Here's your essential briefing:
Ontario’s Buy Ontario Act
Source: Global News | Date: November 20, 2025
What's Happening: Ontario introduced Bill 72, the Buy Ontario Act, mandating public-sector organizations to prioritize Ontario-made goods first, then Canadian products second. The scope covers ministries, municipalities, Crown agencies, and contractors engaged in provincial procurements. Non-compliant vendors face fines, payment holdbacks, or being barred from future contracts.
The government is also creating vendor lists of qualified Ontario and Canadian suppliers.

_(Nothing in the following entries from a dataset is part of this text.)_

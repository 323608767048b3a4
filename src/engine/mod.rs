// ==========================================
// 合金配料系统 - 引擎层
// ==========================================
// 职责: 配料建模、求解、配方解释、投料执行协调
// 红线: Engine 不拼 SQL，存储访问只经 repository 层的 trait
// ==========================================

pub mod commit;
pub mod error;
pub mod interpreter;
pub mod model_builder;
pub mod orchestrator;
pub mod simplex;
pub mod solver;

// 重导出核心引擎
pub use commit::{ExecutionReceipt, ExecutionRequest, InventoryCommitCoordinator};
pub use error::{BlendError, BlendResult};
pub use interpreter::{RecipeInterpreter, RecipePolicy};
pub use model_builder::{BlendProblem, BlendVariable, ConstraintModelBuilder};
pub use orchestrator::BlendOrchestrator;
pub use simplex::DenseSimplexSolver;
pub use solver::{
    BlendSolver, ConstraintSense, LinearConstraint, LinearProgram, LpSolution, SolverError,
    SolverOutcome,
};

Exceptions exist if local goods are unavailable at "reasonable cost or time frame."
What It Means For You:
Out-of-province firms will likely need Ontario-based partners or local operations to remain competitive
Prepare for new bid criteria requiring Ontario/Canadian content declarations
Ontario-based companies should capitalize on home-field advantage, but expect similar policies emerging in other provinces
Between Us: The enforcement teeth here are real. This isn't just flag-waving; vendors who ignore the requirements risk getting shut out entirely. If you're bidding on Ontario projects without a clear local content story, now's the time to find partners or rethink your approach.
Data Spotlight: Federal Construction Spending (2015-2025)
We analyzed a decade of federal construction contracts to see where the money actually flows.
The Big Picture: $42 billion across 70K contracts with 4.2K unique vendors. Canadian firms capture 70% of that value ($29 billion), with non-Canadian firms taking 30% ($12 billion).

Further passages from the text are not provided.